• [EXERCISE GOAL]
Exact repetition is required: output every record in full.
************
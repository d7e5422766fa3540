//! trail-sim-server binary
//!
//! Loads a route and an athlete roster, then publishes position snapshots
//! on a local broadcast channel while accepting control commands.
//!
//! ## Configuration (flags / env)
//!
//! | Key                  | Default      | Description                      |
//! |----------------------|--------------|----------------------------------|
//! | `TRAIL_ROUTE`        | *(required)* | GeoJSON route file               |
//! | `TRAIL_ATHLETES`     | *(none)*     | JSON athlete roster file         |
//! | `TRAIL_SESSION`      | `default`    | Session name stamped on events   |
//! | `TRAIL_TICK_RATE_HZ` | `10`         | Snapshot publish rate            |
//! | `TRAIL_AUTOSTART`    | `false`      | Start every athlete immediately  |

use anyhow::{Context, Result};
use clap::Parser;
use parking_lot::Mutex;
use std::path::{Path, PathBuf};
use std::sync::Arc;
use trail_sim::{
    bus::{RaceBusAgent, RaceBusConfig},
    service::RaceService,
    time::SystemTimeSource,
    types::{Athlete, RoutePoint},
    RouteModel,
};

// ---------------------------------------------------------------------------
// CLI
// ---------------------------------------------------------------------------

#[derive(Parser, Debug)]
#[command(name = "trail-sim-server", about = "Trail race position simulator", version)]
struct Args {
    /// GeoJSON file containing the route (LineString or MultiLineString)
    #[arg(long, env = "TRAIL_ROUTE")]
    route: PathBuf,

    /// JSON athlete roster file; a small demo roster is used when omitted
    #[arg(long, env = "TRAIL_ATHLETES")]
    athletes: Option<PathBuf>,

    /// Session name stamped into every outbound event
    #[arg(long, env = "TRAIL_SESSION", default_value = "default")]
    session: String,

    /// Snapshot publish rate (Hz)
    #[arg(long, env = "TRAIL_TICK_RATE_HZ", default_value_t = 10.0)]
    tick_rate_hz: f32,

    /// Start every athlete as soon as the server is up
    #[arg(long, env = "TRAIL_AUTOSTART", default_value_t = false)]
    autostart: bool,
}

// ---------------------------------------------------------------------------
// Entry point
// ---------------------------------------------------------------------------

#[tokio::main]
async fn main() -> Result<()> {
    tracing_subscriber::fmt()
        .with_env_filter(
            tracing_subscriber::EnvFilter::from_default_env()
                .add_directive("trail_sim=debug".parse()?),
        )
        .init();

    let args = Args::parse();

    let route = Arc::new(load_route(&args.route)?);
    log::info!(
        "route loaded: {} points, {:.2} km total",
        route.point_count(),
        route.total_distance_km()
    );

    let athletes = match &args.athletes {
        Some(path) => load_roster(path)?,
        None => demo_roster(),
    };
    log::info!("roster: {} athletes", athletes.len());

    let mut service = RaceService::new(Arc::new(SystemTimeSource::new()));
    service.initialize(athletes, route)?;
    if args.autostart {
        service.start()?;
        log::info!("autostarted all athletes");
    }

    let config = RaceBusConfig {
        session: args.session,
        tick_rate_hz: args.tick_rate_hz,
        ..Default::default()
    };
    RaceBusAgent::new(config, Arc::new(Mutex::new(service)))
        .run()
        .await
}

// ---------------------------------------------------------------------------
// Loaders
// ---------------------------------------------------------------------------

/// Pull the first line's coordinates out of a GeoJSON document.
///
/// Accepts `LineString` and `MultiLineString` geometries, bare or wrapped
/// in a `Feature` / `FeatureCollection`.
fn load_route(path: &Path) -> Result<RouteModel> {
    let raw = std::fs::read_to_string(path)
        .with_context(|| format!("reading route file {}", path.display()))?;
    let doc: serde_json::Value = serde_json::from_str(&raw).context("parsing route GeoJSON")?;

    let geometry = if doc["type"] == "FeatureCollection" {
        doc["features"][0]["geometry"].clone()
    } else if doc["type"] == "Feature" {
        doc["geometry"].clone()
    } else {
        doc
    };

    let coordinates = match geometry["type"].as_str() {
        Some("LineString") => geometry["coordinates"].clone(),
        Some("MultiLineString") => geometry["coordinates"][0].clone(),
        other => anyhow::bail!("unsupported geometry type {:?}", other),
    };

    let coords: Vec<Vec<f64>> =
        serde_json::from_value(coordinates).context("decoding coordinate array")?;
    let points: Vec<RoutePoint> = coords
        .iter()
        .map(|c| RoutePoint::from_coordinate(c))
        .collect::<Option<_>>()
        .context("coordinate with fewer than 2 components")?;

    Ok(RouteModel::new(points)?)
}

fn load_roster(path: &Path) -> Result<Vec<Athlete>> {
    let raw = std::fs::read_to_string(path)
        .with_context(|| format!("reading roster file {}", path.display()))?;
    serde_json::from_str(&raw).context("parsing athlete roster JSON")
}

/// Built-in roster used when no roster file is supplied.
fn demo_roster() -> Vec<Athlete> {
    [
        ("101", "Sarah Johnson", 12.3, 42.5),
        ("102", "Mike Chen", 11.8, 41.2),
        ("103", "Emma Wilson", 11.5, 39.8),
    ]
    .into_iter()
    .map(|(bib, name, speed_kmh, start_km)| {
        let mut athlete = Athlete::new(bib);
        athlete.name = Some(name.to_string());
        athlete.bib = Some(bib.to_string());
        athlete.base_speed_kmh = Some(speed_kmh);
        athlete.initial_distance_km = start_km;
        athlete
    })
    .collect()
}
************
• [EXERCISE ANSWER]
repository d7e5422766fa3540
//! trail-sim-server binary
//!
//! Loads a route and an athlete roster, then publishes position snapshots
//! on a local broadcast channel while accepting control commands.
//!
//! ## Configuration (flags / env)
//!
//! | Key                  | Default      | Description                      |
//! |----------------------|--------------|----------------------------------|
//! | `TRAIL_ROUTE`        | *(required)* | GeoJSON route file               |
//! | `TRAIL_ATHLETES`     | *(none)*     | JSON athlete roster file         |
//! | `TRAIL_SESSION`      | `default`    | Session name stamped on events   |
//! | `TRAIL_TICK_RATE_HZ` | `10`         | Snapshot publish rate            |
//! | `TRAIL_AUTOSTART`    | `false`      | Start every athlete immediately  |

use anyhow::{Context, Result};
use clap::Parser;
use parking_lot::Mutex;
use std::path::{Path, PathBuf};
use std::sync::Arc;
use trail_sim::{
    bus::{RaceBusAgent, RaceBusConfig},
    service::RaceService,
    time::SystemTimeSource,
    types::{Athlete, RoutePoint},
    RouteModel,
};

// ---------------------------------------------------------------------------
// CLI
// ---------------------------------------------------------------------------

#[derive(Parser, Debug)]
#[command(name = "trail-sim-server", about = "Trail race position simulator", version)]
struct Args {
    /// GeoJSON file containing the route (LineString or MultiLineString)
    #[arg(long, env = "TRAIL_ROUTE")]
    route: PathBuf,

    /// JSON athlete roster file; a small demo roster is used when omitted
    #[arg(long, env = "TRAIL_ATHLETES")]
    athletes: Option<PathBuf>,

    /// Session name stamped into every outbound event
    #[arg(long, env = "TRAIL_SESSION", default_value = "default")]
    session: String,

    /// Snapshot publish rate (Hz)
    #[arg(long, env = "TRAIL_TICK_RATE_HZ", default_value_t = 10.0)]
    tick_rate_hz: f32,

    /// Start every athlete as soon as the server is up
    #[arg(long, env = "TRAIL_AUTOSTART", default_value_t = false)]
    autostart: bool,
}

// ---------------------------------------------------------------------------
// Entry point
// ---------------------------------------------------------------------------

#[tokio::main]
async fn main() -> Result<()> {
    tracing_subscriber::fmt()
        .with_env_filter(
            tracing_subscriber::EnvFilter::from_default_env()
                .add_directive("trail_sim=debug".parse()?),
        )
        .init();

    let args = Args::parse();

    let route = Arc::new(load_route(&args.route)?);
    log::info!(
        "route loaded: {} points, {:.2} km total",
        route.point_count(),
        route.total_distance_km()
    );

    let athletes = match &args.athletes {
        Some(path) => load_roster(path)?,
        None => demo_roster(),
    };
    log::info!("roster: {} athletes", athletes.len());

    let mut service = RaceService::new(Arc::new(SystemTimeSource::new()));
    service.initialize(athletes, route)?;
    if args.autostart {
        service.start()?;
        log::info!("autostarted all athletes");
    }

    let config = RaceBusConfig {
        session: args.session,
        tick_rate_hz: args.tick_rate_hz,
        ..Default::default()
    };
    RaceBusAgent::new(config, Arc::new(Mutex::new(service)))
        .run()
        .await
}

// ---------------------------------------------------------------------------
// Loaders
// ---------------------------------------------------------------------------

/// Pull the first line's coordinates out of a GeoJSON document.
///
/// Accepts `LineString` and `MultiLineString` geometries, bare or wrapped
/// in a `Feature` / `FeatureCollection`.
fn load_route(path: &Path) -> Result<RouteModel> {
    let raw = std::fs::read_to_string(path)
        .with_context(|| format!("reading route file {}", path.display()))?;
    let doc: serde_json::Value = serde_json::from_str(&raw).context("parsing route GeoJSON")?;

    let geometry = if doc["type"] == "FeatureCollection" {
        doc["features"][0]["geometry"].clone()
    } else if doc["type"] == "Feature" {
        doc["geometry"].clone()
    } else {
        doc
    };

    let coordinates = match geometry["type"].as_str() {
        Some("LineString") => geometry["coordinates"].clone(),
        Some("MultiLineString") => geometry["coordinates"][0].clone(),
        other => anyhow::bail!("unsupported geometry type {:?}", other),
    };

    let coords: Vec<Vec<f64>> =
        serde_json::from_value(coordinates).context("decoding coordinate array")?;
    let points: Vec<RoutePoint> = coords
        .iter()
        .map(|c| RoutePoint::from_coordinate(c))
        .collect::<Option<_>>()
        .context("coordinate with fewer than 2 components")?;

    Ok(RouteModel::new(points)?)
}

fn load_roster(path: &Path) -> Result<Vec<Athlete>> {
    let raw = std::fs::read_to_string(path)
        .with_context(|| format!("reading roster file {}", path.display()))?;
    serde_json::from_str(&raw).context("parsing athlete roster JSON")
}

/// Built-in roster used when no roster file is supplied.
fn demo_roster() -> Vec<Athlete> {
    [
        ("101", "Sarah Johnson", 12.3, 42.5),
        ("102", "Mike Chen", 11.8, 41.2),
        ("103", "Emma Wilson", 11.5, 39.8),
    ]
    .into_iter()
    .map(|(bib, name, speed_kmh, start_km)| {
        let mut athlete = Athlete::new(bib);
        athlete.name = Some(name.to_string());
        athlete.bib = Some(bib.to_string());
        athlete.base_speed_kmh = Some(speed_kmh);
        athlete.initial_distance_km = start_km;
        athlete
    })
    .collect()
}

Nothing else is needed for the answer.